» **Exercise instructions**
Would you copy all lines in the data that contain the word "onto"?

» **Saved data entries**

//! Web Mercator projection onto the unit square
//!
//! Map points live in `[0, 1] x [0, 1]`: `x` grows eastward from the
//! antimeridian, `y` grows southward from the northern projection limit.
//! Latitudes beyond [`MAX_LATITUDE`] are clamped before projecting.

use std::f64::consts::PI;

/// Northern and southern limit of the Web Mercator projection in degrees
pub const MAX_LATITUDE: f64 = 85.051_128_779_806_59;

/// WGS84 equatorial radius in meters
pub const EARTH_RADIUS_METERS: f64 = 6_378_137.0;

/// Project a longitude onto the x axis without wrapping
#[must_use]
pub fn longitude_to_x(longitude: f64) -> f64 {
    (longitude + 180.0) / 360.0
}

/// Project a latitude onto the y axis
#[must_use]
pub fn latitude_to_y(latitude: f64) -> f64 {
    let lat_rad = latitude.clamp(-MAX_LATITUDE, MAX_LATITUDE).to_radians();
    0.5 - lat_rad.tan().asinh() / (2.0 * PI)
}

/// Inverse of [`longitude_to_x`]
#[must_use]
pub fn x_to_longitude(x: f64) -> f64 {
    x.mul_add(360.0, -180.0)
}

/// Inverse of [`latitude_to_y`]
#[must_use]
pub fn y_to_latitude(y: f64) -> f64 {
    (PI * 2.0f64.mul_add(-y, 1.0)).sinh().atan().to_degrees()
}

/// Wrap a longitude into [-180, 180]
///
/// Values already inside the range are returned untouched, so 180 stays 180.
#[must_use]
pub fn wrap_longitude(longitude: f64) -> f64 {
    if (-180.0..=180.0).contains(&longitude) {
        return longitude;
    }
    (longitude + 180.0).rem_euclid(360.0) - 180.0
}

/// Wrap an x coordinate into [0, 1)
#[must_use]
pub fn wrap_x(x: f64) -> f64 {
    x.rem_euclid(1.0)
}

/// Length of one map unit along the x axis at the given latitude, in meters
#[must_use]
pub fn meters_per_map_unit(latitude: f64) -> f64 {
    2.0 * PI * EARTH_RADIUS_METERS * latitude.clamp(-MAX_LATITUDE, MAX_LATITUDE).to_radians().cos()
}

» **Task result**
//! Web Mercator projection onto the unit square
/// Project a longitude onto the x axis without wrapping
/// Project a latitude onto the y axis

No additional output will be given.